During a spring clean here at Bygones headquarters, we have uncovered a treasure trove of old black and white photographs, taken of Royal visits in and around Berkshire.

Dating back over six decades, the photos were taken on cumbersome plate cameras, using a negative measuring 5x4 inches and then printed directly on to photographic paper.

As was the norm in newspaper offices at the time, the information on the reverse of the prints is minimal, usually a one-line hand written scrawl.

Perhaps the most evocative photos included here in our special edition, are the visit to Reading’s Huntley and Palmers of HRH The Queen Mother, in November 1955.

A crowd of workers can bee seen cheering and clapping as she passed between the factory buildings, whilst another shows her watching a master cake decorator, piping icing into intricate shapes.

Another striking picture shows a visit that she undertook as the Queen in April 1948, to HMS Dauntless in Burghfield, the training centre for Royal Navy Wrens.

A post-war Royal visit undertaken by King George VI involved him taking the salute during a parade near Reading Town Hall, but it is the background detail which of interest.

Sharp-eyed Bygones readers may realise that this snap shows the ‘People’s Pantry’ WWII bomb damage to St Laurence’s Church, and the gaping hole left by the destruction opposite.

Young members of the crowd had scaled the walls to get a good vantage point, as a column of Wrens (almost certainly from Burghfield) pass by and salute his majesty.
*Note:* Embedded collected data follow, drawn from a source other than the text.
//! 单次解析过程
//!
//! 生命周期策略与构造函数参数解析。每次顶层解析创建一个 [`Resolution`]，
//! 访问计数和正在构造的类型链只在这一次解析内有效。

use crate::registry::{RegistrationRecord, Registry, RegistryEntry};
use di_abstractions::{Argument, Arguments, ContainerConfig, Instance, Parameter};
use infrastructure_common::{DependencyError, DependencyResult, Lifetime, TypeInfo};
use parking_lot::RwLock;
use std::any::TypeId;
use std::collections::HashMap;
use tracing::trace;

/// 单次解析的状态
pub struct Resolution<'c> {
    registry: &'c RwLock<Registry>,
    pub(crate) config: &'c ContainerConfig,
    pub(crate) visits: HashMap<TypeId, usize>,
    /// 正在组装构造参数的实现类型
    constructing: Vec<TypeInfo>,
}

impl<'c> Resolution<'c> {
    pub fn new(registry: &'c RwLock<Registry>, config: &'c ContainerConfig) -> Self {
        Self {
            registry,
            config,
            visits: HashMap::new(),
            constructing: Vec::new(),
        }
    }

    /// 按生命周期取得实例，不做属性注入
    pub fn instance(
        &mut self,
        interface: &TypeInfo,
        registration_name: Option<&str>,
    ) -> DependencyResult<Instance> {
        // 条目复制出来后立即释放读锁，构造过程中会再次进入注册表
        let entry: RegistryEntry = self
            .registry
            .read()
            .lookup(interface, registration_name)?
            .clone();

        if self.config.trace_resolutions {
            trace!(
                "解析 {} -> {} ({})",
                interface,
                entry.record.implementation,
                entry.key.lifetime
            );
        }

        match (entry.key.lifetime, &entry.record.instance) {
            (Lifetime::Singleton, Some(instance)) => Ok(instance.clone()),
            _ => self.construct(&entry.record),
        }
    }

    fn construct(&mut self, record: &RegistrationRecord) -> DependencyResult<Instance> {
        let activator = &record.activator;
        let Some(constructor) = activator.constructor() else {
            return Ok(activator.create_default());
        };

        let implementation = &record.implementation;
        if self.constructing.iter().any(|info| info.id == implementation.id) {
            return Err(DependencyError::cyclic_construction(
                implementation.clone(),
                &self.constructing,
            ));
        }

        self.constructing.push(implementation.clone());
        let assembled = self.arguments(constructor.parameters(), constructor.is_auto_inject());
        self.constructing.pop();
        let (values, dependencies) = assembled?;

        let mut arguments = Arguments::new(implementation.full_name, values);
        let instance = constructor.invoke(&mut arguments)?;

        // 构造链已经出栈，依赖的属性注入只受访问计数约束
        for dependency in &dependencies {
            self.inject(dependency)?;
        }
        Ok(instance)
    }

    fn arguments(
        &mut self,
        parameters: &[Parameter],
        auto_inject: bool,
    ) -> DependencyResult<(Vec<(&'static str, Argument)>, Vec<Instance>)> {
        let mut values = Vec::with_capacity(parameters.len());
        let mut dependencies = Vec::new();
        for parameter in parameters {
            let argument = self.argument(parameter, auto_inject)?;
            if let Argument::Instance(instance) = &argument {
                dependencies.push(instance.clone());
            }
            values.push((parameter.name(), argument));
        }
        Ok((values, dependencies))
    }

    fn argument(&mut self, parameter: &Parameter, auto_inject: bool) -> DependencyResult<Argument> {
        if let Some(marker) = parameter.marker() {
            if let Some(value) = marker.default_value() {
                return Ok(value);
            }
            return self
                .instance(parameter.type_info(), marker.registration_name())
                .map(Argument::Instance);
        }

        if auto_inject && parameter.is_service() {
            return self
                .instance(parameter.type_info(), None)
                .map(Argument::Instance);
        }

        Ok(parameter.zero_value())
    }
}
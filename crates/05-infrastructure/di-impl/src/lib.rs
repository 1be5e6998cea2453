//! # 依赖注入具体实现
//!
//! 提供具体的依赖注入容器、组件注册表、解析器和属性注入器实现
//!
//! - [`Registry`] - 接口到实现列表的注册表，负责重复检测和优先级查找
//! - [`Resolution`] - 单次解析过程：生命周期策略、构造函数参数解析和属性注入
//! - [`AutoRegistrationScanner`] - 按自动注册标记扫描模块
//! - [`DiContainerImpl`] - 容器实现

pub mod container;
pub mod injector;
pub mod registry;
pub mod resolver;
pub mod scanner;

pub use container::DiContainerImpl;
pub use registry::{RegistrationRecord, Registry, RegistryEntry};
pub use resolver::Resolution;
pub use scanner::AutoRegistrationScanner;
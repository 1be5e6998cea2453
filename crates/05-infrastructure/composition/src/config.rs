//! 组合层配置

use di_abstractions::ContainerConfig;
use serde::{Deserialize, Deserializer};

/// 配置文件的完整结构
///
/// ```toml
/// [container]
/// cycle_guard_depth = 1
/// trace_resolutions = false
///
/// [logging]
/// level = "info"
/// json_format = false
/// ```
///
/// 省略 `[logging]` 时不初始化日志。
#[derive(Debug, Clone, Default, Deserialize)]
#[serde(default)]
pub struct CompositionConfig {
    /// 容器配置
    pub container: ContainerConfig,
    /// 日志配置
    pub logging: Option<LoggingConfig>,
}

/// 日志配置
#[derive(Debug, Clone, Deserialize)]
#[serde(default)]
pub struct LoggingConfig {
    /// 日志级别
    #[serde(deserialize_with = "deserialize_level")]
    pub level: tracing::Level,
    /// 是否显示目标
    pub show_target: bool,
    /// 是否显示线程ID
    pub show_thread_ids: bool,
    /// 是否显示文件名
    pub show_file: bool,
    /// 是否显示行号
    pub show_line_number: bool,
    /// 是否使用 JSON 格式
    pub json_format: bool,
}

impl Default for LoggingConfig {
    fn default() -> Self {
        Self {
            level: tracing::Level::INFO,
            show_target: true,
            show_thread_ids: false,
            show_file: false,
            show_line_number: false,
            json_format: false,
        }
    }
}

impl LoggingConfig {
    /// 创建开发环境日志配置
    pub fn development() -> Self {
        Self {
            level: tracing::Level::DEBUG,
            show_target: true,
            show_thread_ids: true,
            show_file: true,
            show_line_number: true,
            json_format: false,
        }
    }

    /// 创建生产环境日志配置
    pub fn production() -> Self {
        Self {
            level: tracing::Level::INFO,
            show_target: false,
            show_thread_ids: false,
            show_file: false,
            show_line_number: false,
            json_format: true,
        }
    }
}

fn deserialize_level<'de, D>(deserializer: D) -> Result<tracing::Level, D::Error>
where
    D: Deserializer<'de>,
{
    let level = String::deserialize(deserializer)?;
    level
        .parse()
        .map_err(|_| serde::de::Error::custom(format!("无效的日志级别: {level}")))
}
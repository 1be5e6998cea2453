//! 组件解析抽象接口
//!
//! 提供类型擦除后的解析结果以及属性注入的回调接口

use crate::component::{Component, Provides};
use infrastructure_common::{DependencyError, DependencyResult, TypeInfo};
use std::any::Any;
use std::fmt;
use std::sync::Arc;

/// 可被注入器遍历的组件实例
///
/// 为所有 [`Component`] 自动实现，注入器通过它访问具体类型声明的属性。
pub trait Wireable: Send + Sync {
    /// 具体实现类型
    fn implementation(&self) -> TypeInfo;

    /// 解析并写入所有标记的属性，每写入一个属性后交给注入器递归处理
    fn wire(&self, injector: &mut dyn PropertyInjector) -> DependencyResult<()>;

    /// 清空所有标记的属性，断开注入形成的引用环
    fn release(&self);
}

impl<T: Component> Wireable for T {
    fn implementation(&self) -> TypeInfo {
        TypeInfo::of::<T>()
    }

    fn wire(&self, injector: &mut dyn PropertyInjector) -> DependencyResult<()> {
        let owner = TypeInfo::of::<T>();
        for property in T::properties() {
            let resolved = injector.resolve(property.interface(), property.registration_name())?;
            property.assign(self, &resolved)?;
            injector.descend(&owner, &resolved)?;
        }
        Ok(())
    }

    fn release(&self) {
        for property in T::properties() {
            property.release(self);
        }
    }
}

/// 属性注入器 trait
///
/// 由容器在单次解析过程中实现，持有该次解析的访问计数
pub trait PropertyInjector {
    /// 解析属性声明的接口
    fn resolve(
        &mut self,
        interface: &TypeInfo,
        registration_name: Option<&str>,
    ) -> DependencyResult<Instance>;

    /// 以 `owner` 的身份进入刚写入的依赖，继续注入它自己的属性
    fn descend(&mut self, owner: &TypeInfo, value: &Instance) -> DependencyResult<()>;
}

/// 解析得到的实例
///
/// 同时保存接口视图（`Arc<I>`）与具体组件视图，两者指向同一个对象。
#[derive(Clone)]
pub struct Instance {
    service: Arc<dyn Any + Send + Sync>,
    component: Arc<dyn Wireable>,
    interface: TypeInfo,
}

impl Instance {
    /// 以接口 `I` 包装实现实例
    pub fn new<I, T>(component: Arc<T>) -> Self
    where
        I: ?Sized + Send + Sync + 'static,
        T: Provides<I>,
    {
        let service: Arc<I> = <T as Provides<I>>::provide(Arc::clone(&component));
        Self {
            service: Arc::new(service),
            component,
            interface: TypeInfo::of::<I>(),
        }
    }

    /// 获取接口视图
    pub fn downcast<I>(&self) -> DependencyResult<Arc<I>>
    where
        I: ?Sized + Send + Sync + 'static,
    {
        (*self.service)
            .downcast_ref::<Arc<I>>()
            .cloned()
            .ok_or_else(|| DependencyError::TypeMismatch {
                expected: std::any::type_name::<I>().to_string(),
                actual: self.interface.full_name.to_string(),
            })
    }

    /// 注册时的接口类型
    pub fn interface(&self) -> &TypeInfo {
        &self.interface
    }

    /// 具体实现类型
    pub fn implementation(&self) -> TypeInfo {
        self.component.implementation()
    }

    /// 具体组件视图
    pub fn component(&self) -> &Arc<dyn Wireable> {
        &self.component
    }

    /// 是否与另一个实例指向同一个对象
    pub fn same_as(&self, other: &Self) -> bool {
        std::ptr::eq(
            Arc::as_ptr(&self.component).cast::<()>(),
            Arc::as_ptr(&other.component).cast::<()>(),
        )
    }
}

impl fmt::Debug for Instance {
    fn fmt(&self, f: &mut fmt::Formatter<'_>) -> fmt::Result {
        f.debug_struct("Instance")
            .field("interface", &self.interface)
            .field("implementation", &self.implementation())
            .finish()
    }
}
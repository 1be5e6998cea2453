//! 容器构建器

use crate::config::{CompositionConfig, LoggingConfig};
use di_abstractions::{ContainerConfig, ContainerModule, DiContainer};
use di_impl::DiContainerImpl;
use infrastructure_common::{ConfigError, InfrastructureError, InfrastructureResult};
use std::path::Path;
use tracing::{debug, info};

/// 容器构建器
///
/// 使用建造者模式构建依赖注入容器：读取配置、按需初始化日志、依次扫描组件模块。
pub struct ContainerBuilder {
    /// 组合配置
    config: CompositionConfig,
    /// 待扫描的组件模块
    modules: Vec<Box<dyn ContainerModule>>,
}

impl ContainerBuilder {
    /// 创建新的容器构建器
    pub fn new() -> Self {
        Self {
            config: CompositionConfig::default(),
            modules: Vec::new(),
        }
    }

    /// 设置容器配置
    pub fn with_config(mut self, config: ContainerConfig) -> Self {
        self.config.container = config;
        self
    }

    /// 从 TOML 字符串读取配置
    pub fn with_config_str(mut self, content: &str) -> InfrastructureResult<Self> {
        self.config = toml::from_str(content).map_err(|e| ConfigError::ParseError {
            message: e.to_string(),
        })?;
        Ok(self)
    }

    /// 从 TOML 文件读取配置
    pub fn with_config_toml<P: AsRef<Path>>(self, path: P) -> InfrastructureResult<Self> {
        let path = path.as_ref();
        info!("读取容器配置文件: {}", path.display());

        let content = std::fs::read_to_string(path).map_err(ConfigError::from)?;
        self.with_config_str(&content)
    }

    /// 配置日志，构建时初始化
    pub fn with_logging(mut self, config: LoggingConfig) -> Self {
        self.config.logging = Some(config);
        self
    }

    /// 添加组件模块
    pub fn add_module(mut self, module: Box<dyn ContainerModule>) -> Self {
        debug!("添加组件模块: {}", module.name());
        self.modules.push(module);
        self
    }

    /// 当前配置
    pub fn config(&self) -> &CompositionConfig {
        &self.config
    }

    /// 构建容器
    pub fn build(self) -> InfrastructureResult<DiContainerImpl> {
        // 只有在明确配置了日志时才初始化，避免测试中重复初始化
        if let Some(logging) = &self.config.logging {
            initialize_logging(logging)?;
        }

        info!("开始构建容器");
        let container = DiContainerImpl::with_config(self.config.container);

        let mut registered = 0;
        for module in &self.modules {
            registered += container.initialize(module.as_ref())?;
        }

        info!(
            "容器构建完成，{} 个模块，{} 个自动注册组件",
            self.modules.len(),
            registered
        );
        Ok(container)
    }
}

impl Default for ContainerBuilder {
    fn default() -> Self {
        Self::new()
    }
}

/// 初始化日志系统
fn initialize_logging(config: &LoggingConfig) -> InfrastructureResult<()> {
    let subscriber = tracing_subscriber::fmt()
        .with_max_level(config.level)
        .with_target(config.show_target)
        .with_thread_ids(config.show_thread_ids)
        .with_file(config.show_file)
        .with_line_number(config.show_line_number);

    if config.json_format {
        subscriber.json().try_init()
    } else {
        subscriber.try_init()
    }
    .map_err(|e| InfrastructureError::BootstrapFailed {
        message: format!("日志初始化失败: {}", e),
    })?;

    info!("日志系统初始化完成");
    Ok(())
}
The Duke of Edinburgh, who gained his pilots wings at White Waltham Airfield near Maidenhead, arrived in the Royal Flight’s Wessex helicopter during a visit to the Englefield Estate, Theale in 1955.

Whilst touring the area he is pictured chatting to members of the Benyon family and estate workers, who (for some unknown reason) all seem to be clutching clip boards.

Reading’s Palace Theatre hastily assembled a Royal Box in 1953, and this was used by the Duchess of Kent to enjoy a show.

The Mercury photographer managed to get a superb photo, which captured the orchestra and audience and many of the fine decorative elements to this long-lost town centre building.

The Palace Theatre, Cheapside, was demolished to make way for shops and offices in 1961, by which time the audiences for variety shows had declined, due to the influence of television on modern entertainment.

Princess Margaret appears in the last of our pictures in July 1951, when she visited the Mary Hare School in Newbury.

A guard of honour formed by Guides and Scouts, greeted the Princess, who had joined herself as a Brownie in 1937, she herself becoming President of the movement in 1965.